Why? Because no matter how experienced or rich you are, we are all human. This means we all have the same weaknesses, and are subject to the same emotions that are harmful to trading success.
The difference between winning and losing traders is how often you make these mistakes, and how much money these mistakes cost you. Here are 3 trading mistakes that every trader will make, and what you can do to avoid them:
Sizing your positions correctly is one of the most important components of profitable trading. A common issue most traders have is that they put on too much size at the wrong time. They want a big winner, so they buy 1000 shares of a volatile stock when they have a $2000 account.
This causes them to trade emotionally and make incorrect trading decisions. They panic when their position goes against them because they cannot afford to lose the money they are risking. They take profits too soon because they are focusing on their PNL instead on where the market is heading. Trading smaller size will actually make you more money because you trade less emotionally.
In this PCG trade I took earlier this week, I shorted too many shares, and lost money because it made me emotional. Although I don’t have the small account issue, I’m still capable of making a gamblers mistake. If I had just scaled in and sized down, I would have not lost money and participated in great setup. Here’s a video recap of my trade I took in PCG:
Entering At the Wrong Time
The entry is everything in trading. The most common reason why traders will get a poor entry is because of FOMO. They were scared of missing a big move so they chased, and bought too high or shorted too low. Always remember that there will always be opportunities in the market every day. Do not get emotional about missing a big move. There will always be another big mover.
In my PCG trade, instead of waiting for the stock to pullback to the 9EMA, I shorted way too low and got terrible risk vs reward on my first trade on it. Stocks with SSR will usually squeeze before they head lower, and I got caught in the early squeeze. I was worried about missing the move down instead of getting a low risk entry near the 9 EMA. If I had waited for the right entry, I could’ve had a much bigger winner.
Taking Profits Too Soon
You will rarely be able to capture the whole move. Leaving money on the table is inevitable in trading. But you should strive to catch the majority of the stocks’ trend. Just because you made money on a trade does not mean you traded it correctly.

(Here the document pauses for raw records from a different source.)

//! # Registry configuration.
//!
//! Provides [`RegistryConfig`], centralized settings for a [`Registry`](crate::Registry).
//!
//! Config is used in two places:
//! 1. **Registry creation**: `Registry::builder(config)` / `Registry::new(config)`
//! 2. **Channel creation**: every namespace sizes its result channels from it
//!
//! ## Sentinel values
//! - `channel_capacity = 0` → clamped to 1
//! - `bus_capacity = 0` → clamped to 1

/// Configuration for a registry instance.
///
/// ## Field semantics
/// - `channel_capacity`: results buffered per observed handler before slow observers lag
/// - `bus_capacity`: lifecycle event ring buffer size
///
/// ## Notes
/// All fields are public. Prefer the clamped accessors over reading fields directly.
#[derive(Clone, Debug)]
pub struct RegistryConfig {
    /// Capacity of each observed handler's broadcast ring buffer.
    ///
    /// An observer that falls more than `channel_capacity` results behind
    /// skips the oldest ones and receives [`ChannelError::Lagged`](crate::ChannelError::Lagged).
    pub channel_capacity: usize,

    /// Capacity of the lifecycle event bus.
    ///
    /// Event receivers that lag behind more than `bus_capacity` events skip older items.
    pub bus_capacity: usize,
}

impl RegistryConfig {
    /// Returns a channel capacity clamped to a minimum of 1.
    #[inline]
    pub fn channel_capacity_clamped(&self) -> usize {
        self.channel_capacity.max(1)
    }

    /// Returns a bus capacity clamped to a minimum of 1.
    #[inline]
    pub fn bus_capacity_clamped(&self) -> usize {
        self.bus_capacity.max(1)
    }
}

impl Default for RegistryConfig {
    /// Default configuration:
    ///
    /// - `channel_capacity = 1024`
    /// - `bus_capacity = 1024`
    fn default() -> Self {
        Self {
            channel_capacity: 1024,
            bus_capacity: 1024,
        }
    }
}

#[cfg(test)]
mod tests {
    use super::*;

    #[test]
    fn zero_capacities_are_clamped() {
        let cfg = RegistryConfig {
            channel_capacity: 0,
            bus_capacity: 0,
        };
        assert_eq!(cfg.channel_capacity_clamped(), 1);
        assert_eq!(cfg.bus_capacity_clamped(), 1);
        assert_eq!(RegistryConfig::default().channel_capacity_clamped(), 1024);
    }
}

Your goal is to try to capture at least twice of what you risked on the trade when you take profits.
Taking profits too soon has costly consequences for your trading. If your risk vs reward is poor, you will need to have a high win rate to remain profitable. 1 of your winning trades should be equal to what you lose on 3 trades. If you have trouble letting your winners ride, try to think of where the person with the opposite bias would enter their trade. If you are long, think of where someone would start in short. Be patient with your winning trades, and impatient with your losers.